The most essential step while using this type of adhesive is to take extreme care when mixing the two parts of it well. It is usually available in two parts, a powder and a hardener. These are both essential to form that unbreakable bond which gives a good finish to the floor. When you loved this post and you wish to receive much more information with regards to resinas epoxi kindly visit our web page. Mixing should be done in small batches in order to avoid any wastage. Especially when one is going to use a lot of adhesive, it is ideal to mix small batches at a time and use them up, because it tends to harden quickly, and cannot be left unattended for a long time.

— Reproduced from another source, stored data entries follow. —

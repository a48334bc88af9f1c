//! Foreign table declarations for `IMPORT FOREIGN SCHEMA`.
//!
//! Option names that are not plain identifiers are double-quoted. Option
//! values are interpolated verbatim, never escaped, so a value containing `'`
//! produces an invalid (or hostile) statement. Callers that accept untrusted
//! options must sanitize first.

use crate::domain::model::{Column, ImportRequest};
use std::borrow::Cow;
use std::fmt::Write;

/// Fixed part of an adapter's table: name suffix and column list.
#[derive(Debug, Clone, PartialEq, Eq)]
pub struct TableTemplate {
    pub suffix: String,
    pub columns: Vec<Column>,
}

impl TableTemplate {
    pub fn new(suffix: impl Into<String>, columns: Vec<Column>) -> Self {
        Self {
            suffix: suffix.into(),
            columns,
        }
    }
}

pub fn qualified_table_name(template: &TableTemplate, request: &ImportRequest) -> String {
    format!(
        "{}.{}{}",
        request.local_schema,
        request.prefix.as_deref().unwrap_or(""),
        template.suffix
    )
}

/// Option names that are not plain lowercase identifiers (`header.X-Api-Key`)
/// are double-quoted so the host can parse them back.
fn option_name(key: &str) -> Cow<'_, str> {
    let mut chars = key.chars();
    let plain = chars
        .next()
        .is_some_and(|c| c.is_ascii_lowercase() || c == '_')
        && chars.all(|c| c.is_ascii_lowercase() || c.is_ascii_digit() || c == '_');

    if plain {
        Cow::Borrowed(key)
    } else {
        Cow::Owned(format!("\"{}\"", key.replace('"', "\"\"")))
    }
}

pub fn declare_table(class_name: &str, template: &TableTemplate, request: &ImportRequest) -> String {
    let mut sql = String::new();

    // Writing into a String cannot fail.
    let _ = writeln!(
        sql,
        "CREATE FOREIGN TABLE {}",
        qualified_table_name(template, request)
    );
    for (index, column) in template.columns.iter().enumerate() {
        let lead = if index == 0 { "(" } else { "," };
        let _ = writeln!(sql, "        {} {} {}", lead, column.name, column.sql_type);
    }
    if template.columns.is_empty() {
        sql.push_str("        (\n");
    }
    sql.push_str("        )\n");
    let _ = writeln!(sql, "\tSERVER {}", request.server_name);
    let _ = writeln!(sql, "\tOPTIONS ( wrapper_class '{}'", class_name);
    for (key, value) in request.options.iter() {
        if key == "wrapper_class" {
            continue;
        }
        let _ = writeln!(sql, "\t        , {} '{}'", option_name(key), value);
    }
    sql.push_str("\t);\n");

    sql
}
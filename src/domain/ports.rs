use crate::domain::model::{Column, Lifecycle, Pull};
use crate::utils::error::Result;
use std::time::Duration;

/// The iteration protocol every foreign table adapter implements.
///
/// Construction is left to each concrete type: it validates the options
/// before acquiring its backend, so a missing required option never opens a
/// connection.
pub trait Adapter: Send {
    /// Identifier the adapter is registered under (`wrapper_class`).
    fn class_name(&self) -> &str;

    /// Declared columns. Empty means the shape is implicit.
    fn columns(&self) -> &[Column];

    fn state(&self) -> Lifecycle;

    /// Advances by exactly one row. After `EndOfData` every later call
    /// returns `EndOfData` again.
    fn pull(&mut self) -> Result<Pull>;

    /// Releases the backend handle. Idempotent.
    fn close(&mut self) -> Result<()>;
}

pub trait KeyValueStore: Send {
    fn select(&mut self, db: i64) -> Result<()>;
    fn keys(&mut self, pattern: &str) -> Result<Vec<String>>;
    fn get(&mut self, key: &str) -> Result<Option<String>>;

    fn close(&mut self) -> Result<()> {
        Ok(())
    }
}

/// Opens one fresh store connection per adapter instance.
pub trait KeyValueConnector: Send + Sync {
    fn connect(&self, host: &str, port: u16) -> Result<Box<dyn KeyValueStore>>;
}

#[derive(Debug, Clone, Default, PartialEq, Eq)]
pub struct HttpRequest {
    pub url: String,
    pub headers: Vec<(String, String)>,
    pub query: Vec<(String, String)>,
    pub timeout: Option<Duration>,
}

#[derive(Debug, Clone, PartialEq, Eq)]
pub struct HttpResponse {
    pub status: u16,
    pub body: String,
}

impl HttpResponse {
    pub fn is_success(&self) -> bool {
        (200..300).contains(&self.status)
    }
}

pub trait HttpFetcher: Send {
    fn fetch(&self, request: &HttpRequest) -> Result<HttpResponse>;
}

#[derive(Debug, Clone, PartialEq, Eq)]
pub struct CommandOutput {
    pub success: bool,
    pub status: String,
    pub stdout: String,
    pub stderr: String,
}

pub trait CommandRunner: Send {
    fn run(&self, command: &str) -> Result<CommandOutput>;
}
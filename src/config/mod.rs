#[cfg(feature = "cli")]
pub mod cli;
pub mod table;
pub mod toml_config;

#[cfg(feature = "cli")]
pub use cli::{CliCommand, CliConfig};
pub use table::ForeignTableOptions;
pub use toml_config::{FdwConfig, TableConfig};
// Domain layer: protocol types and ports (adapter protocol, backend capabilities).

pub mod model;
pub mod ports;
use crate::domain::ports::{HttpFetcher, HttpRequest, HttpResponse};
use crate::utils::error::Result;
use reqwest::blocking::Client;

/// Blocking HTTP client. Must be built and dropped outside an async runtime;
/// async callers go through `spawn_blocking`.
#[derive(Debug, Clone)]
pub struct ReqwestFetcher {
    client: Client,
}

impl ReqwestFetcher {
    pub fn new() -> Result<Self> {
        let client = Client::builder()
            .user_agent(concat!("small-fdw/", env!("CARGO_PKG_VERSION")))
            .build()?;
        Ok(Self { client })
    }
}

impl HttpFetcher for ReqwestFetcher {
    fn fetch(&self, request: &HttpRequest) -> Result<HttpResponse> {
        let mut builder = self.client.get(&request.url);

        for (name, value) in &request.headers {
            builder = builder.header(name.as_str(), value.as_str());
        }

        if !request.query.is_empty() {
            builder = builder.query(&request.query);
        }

        if let Some(timeout) = request.timeout {
            builder = builder.timeout(timeout);
        }

        let response = builder.send()?;
        let status = response.status().as_u16();
        let body = response.text()?;
        tracing::debug!("GET {} -> {} ({} bytes)", request.url, status, body.len());

        Ok(HttpResponse { status, body })
    }
}
//! Logging system configuration and initialization
//!
//! Console logging through `tracing-subscriber` with an `RUST_LOG` env
//! filter, optionally tee-ed into a daily-rotated file. The non-blocking
//! file writer's guard is parked in a process-wide cell so the writer stays
//! alive for the lifetime of the process.

use std::path::Path;
use std::sync::OnceLock;

use anyhow::Result;
use tracing_appender::non_blocking::WorkerGuard;
use tracing_subscriber::layer::SubscriberExt;
use tracing_subscriber::util::SubscriberInitExt;
use tracing_subscriber::{EnvFilter, fmt};

static FILE_GUARD: OnceLock<WorkerGuard> = OnceLock::new();

const LOG_FILE_PREFIX: &str = "cohort-prefs.log";

/// Initialize console logging with the default `info` level.
pub fn init_logging() -> Result<()> {
    init_logging_with_file(None)
}

/// Initialize logging, optionally writing to a rotated file in `log_dir`.
///
/// The filter honors `RUST_LOG`; without it everything runs at `info`.
pub fn init_logging_with_file(log_dir: Option<&Path>) -> Result<()> {
    let filter = EnvFilter::try_from_default_env().unwrap_or_else(|_| EnvFilter::new("info"));
    let console_layer = fmt::layer().with_target(true);

    match log_dir {
        Some(dir) => {
            let appender = tracing_appender::rolling::daily(dir, LOG_FILE_PREFIX);
            let (writer, guard) = tracing_appender::non_blocking(appender);
            let file_layer = fmt::layer().with_ansi(false).with_writer(writer);

            tracing_subscriber::registry()
                .with(filter)
                .with(console_layer)
                .with(file_layer)
                .try_init()?;

            // A dropped guard would stop the background writer.
            let _ = FILE_GUARD.set(guard);
        }
        None => {
            tracing_subscriber::registry()
                .with(filter)
                .with(console_layer)
                .try_init()?;
        }
    }

    Ok(())
}
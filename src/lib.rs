//! Cohort Prefs - persisted view preferences for the cohort reflection tracker
//!
//! Durable sidebar and admin-table view state for the desktop app. The
//! store loads one JSON record at startup, serves cloned snapshots to the
//! UI, commits every update back through a pluggable settings backend, and
//! broadcasts committed changes to subscribed views.

// Module declarations
pub mod application;
pub mod domain;
pub mod infrastructure;

// Re-export the public surface for consumers
pub use application::events::{ChangeKind, PreferencesChanged};
pub use application::store::{PreferencesStore, STORAGE_KEY};
pub use domain::preferences::{
    AdminTable, Preferences, SortConfig, SortDirection, TablePrefs, defaults,
};
pub use infrastructure::persistence::{
    FileSettingsBackend, MemorySettingsBackend, PersistenceError, SettingsBackend,
};
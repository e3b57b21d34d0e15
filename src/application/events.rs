//! Change notification for committed preference updates
//!
//! A broadcast channel fans committed changes out to interested views, so
//! consumers re-render from the delivered snapshot instead of polling the
//! store. Subscription is in-process only; two running instances of the app
//! do not see each other's changes.

use chrono::{DateTime, Utc};
use tokio::sync::broadcast;
use tracing::debug;

use crate::domain::preferences::{AdminTable, Preferences};

/// Which part of the preferences tree an update touched.
#[derive(Debug, Clone, Copy, PartialEq, Eq)]
pub enum ChangeKind {
    /// Sidebar collapsed state
    Sidebar,
    /// A table's sort column or direction
    TableSort(AdminTable),
    /// A table's visible-column list
    VisibleColumns(AdminTable),
    /// An untyped or multi-field update
    Generic,
    /// Everything reset to defaults
    Reset,
}

/// A committed preferences change, delivered to subscribers.
#[derive(Debug, Clone)]
pub struct PreferencesChanged {
    /// What was changed
    pub kind: ChangeKind,
    /// The full value after the change
    pub preferences: Preferences,
    /// When the change was committed
    pub timestamp: DateTime<Utc>,
}

/// Fan-out of committed changes to subscribers.
#[derive(Clone)]
pub struct ChangeNotifier {
    sender: broadcast::Sender<PreferencesChanged>,
}

impl ChangeNotifier {
    /// Notifier with room for `capacity` undelivered events per subscriber.
    #[must_use]
    pub fn new(capacity: usize) -> Self {
        let (sender, _) = broadcast::channel(capacity);
        Self { sender }
    }

    /// Register a new subscriber. Only changes committed after this call
    /// are delivered.
    #[must_use]
    pub fn subscribe(&self) -> broadcast::Receiver<PreferencesChanged> {
        self.sender.subscribe()
    }

    /// Broadcast a committed change.
    pub fn notify(&self, kind: ChangeKind, preferences: Preferences) {
        let event = PreferencesChanged {
            kind,
            preferences,
            timestamp: Utc::now(),
        };
        // Err only means there is no live subscriber right now.
        if self.sender.send(event).is_err() {
            debug!("Preferences change had no subscribers");
        }
    }
}
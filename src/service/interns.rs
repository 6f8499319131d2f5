//! # Intern Service
//!
//! Create, list, fetch, update and delete intern records. Every operation
//! first makes sure the store connection is up, then validates input, then
//! talks to the store.

use std::sync::Arc;

use chrono::Utc;
use serde::Serialize;
use serde_json::Value;
use uuid::Uuid;

use super::errors::{ServiceError, ServiceResult};
use crate::query::{ListQuery, Page};
use crate::schema::{Intern, InternValidator};
use crate::store::{DocumentStore, StoreConnection};

/// Message returned after a successful delete
pub const DELETED_MESSAGE: &str = "Intern deleted successfully";

/// Delete confirmation body
#[derive(Debug, Clone, PartialEq, Eq, Serialize)]
pub struct DeleteConfirmation {
    pub message: String,
}

impl DeleteConfirmation {
    pub fn new() -> Self {
        Self {
            message: DELETED_MESSAGE.to_string(),
        }
    }
}

impl Default for DeleteConfirmation {
    fn default() -> Self {
        Self::new()
    }
}

/// CRUD operations over intern records
#[derive(Debug)]
pub struct InternService {
    connection: StoreConnection,
    validator: InternValidator,
}

impl InternService {
    pub fn new(connection: StoreConnection) -> Self {
        Self {
            connection,
            validator: InternValidator::new(),
        }
    }

    pub fn connection(&self) -> &StoreConnection {
        &self.connection
    }

    /// The live store, connecting first if needed
    fn store(&self) -> ServiceResult<Arc<dyn DocumentStore>> {
        self.connection
            .connect()
            .map_err(|e| ServiceError::Unavailable(e.to_string()))
    }

    /// Validate and persist a new record
    pub fn create(&self, body: &Value) -> ServiceResult<Intern> {
        let store = self.store()?;
        let new = self.validator.validate_new(body)?;

        let intern = store.insert(Intern::create(Uuid::new_v4(), new, Utc::now()))?;
        tracing::info!(id = %intern.id, "intern created");
        Ok(intern)
    }

    /// One page of matching records plus pagination metadata
    pub fn list(&self, query: &ListQuery) -> ServiceResult<Page<Intern>> {
        let store = self.store()?;

        let data = store.find(&query.filter, query.page.skip(), query.page.limit())?;
        let total = store.count(&query.filter)?;

        Ok(Page::new(data, query.page, total))
    }

    pub fn get(&self, id: &str) -> ServiceResult<Intern> {
        let store = self.store()?;
        let id = parse_id(id)?;

        store.find_by_id(&id)?.ok_or(ServiceError::NotFound)
    }

    /// Apply a partial update.
    ///
    /// The stored record is untouched if validation or the email
    /// uniqueness check fails.
    pub fn update(&self, id: &str, body: &Value) -> ServiceResult<Intern> {
        let store = self.store()?;
        let id = parse_id(id)?;
        let patch = self.validator.validate_patch(body)?;

        let now = Utc::now();
        let intern = store
            .update(&id, &|intern| intern.apply(patch.clone(), now))?
            .ok_or(ServiceError::NotFound)?;

        tracing::info!(id = %intern.id, "intern updated");
        Ok(intern)
    }

    /// Hard-delete a record
    pub fn delete(&self, id: &str) -> ServiceResult<DeleteConfirmation> {
        let store = self.store()?;
        let id = parse_id(id)?;

        store.delete(&id)?.ok_or(ServiceError::NotFound)?;

        tracing::info!(%id, "intern deleted");
        Ok(DeleteConfirmation::new())
    }
}

/// Parse a record identifier
fn parse_id(raw: &str) -> ServiceResult<Uuid> {
    Uuid::parse_str(raw.trim()).map_err(|_| ServiceError::InvalidId(raw.to_string()))
}

#[cfg(test)]
mod tests {
    use super::*;
    use crate::store::StoreConfig;
    use serde_json::json;

    fn service() -> InternService {
        InternService::new(StoreConnection::new(StoreConfig::Memory))
    }

    #[test]
    fn test_connects_lazily() {
        let svc = service();
        assert!(!svc.connection().is_ready());

        svc.create(&json!({"name": "Ann Lee", "email": "ann@x.io", "role": "Backend"}))
            .unwrap();
        assert!(svc.connection().is_ready());
    }

    #[test]
    fn test_create_then_get() {
        let svc = service();
        let created = svc
            .create(&json!({"name": "Ann Lee", "email": "ANN@x.io", "role": "Backend", "score": 77}))
            .unwrap();

        let fetched = svc.get(&created.id.to_string()).unwrap();
        assert_eq!(fetched, created);
        assert_eq!(fetched.email, "ann@x.io");
        assert_eq!(fetched.created_at, fetched.updated_at);
    }

    #[test]
    fn test_parse_id() {
        assert!(parse_id("not-an-id").is_err());
        assert!(parse_id(&Uuid::new_v4().to_string()).is_ok());
        assert_eq!(
            parse_id("123"),
            Err(ServiceError::InvalidId("123".to_string()))
        );
    }

    #[test]
    fn test_update_refreshes_updated_at() {
        let svc = service();
        let created = svc
            .create(&json!({"name": "Ann Lee", "email": "ann@x.io", "role": "Backend"}))
            .unwrap();

        let updated = svc
            .update(&created.id.to_string(), &json!({"status": "Interviewing"}))
            .unwrap();

        assert_eq!(updated.created_at, created.created_at);
        assert!(updated.updated_at >= created.updated_at);
        assert_eq!(updated.status.as_str(), "Interviewing");
    }

    #[test]
    fn test_unavailable_when_store_cannot_open() {
        let tmp = tempfile::TempDir::new().unwrap();
        let file = tmp.path().join("not-a-dir");
        std::fs::write(&file, "x").unwrap();

        let svc = InternService::new(StoreConnection::new(StoreConfig::JsonDir { path: file }));
        let result = svc.list(&ListQuery::default());
        assert!(matches!(result, Err(ServiceError::Unavailable(_))));
    }
}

Usually one would be required to use one part of hardener to 5 parts of resins. This would form an ideal paste that can be used in different purposes of home making.

Epoxy resins have long been used in many different sectors and industries and it is because it is hassle free and safe way to form glue for a variety of purposes.

One can find competitive price offers for epoxy resin adhesives and it is wise to select one of these offers, when using the glue in large quantities. It can be fun to make your own home, but you need to find the best raw material for the same first.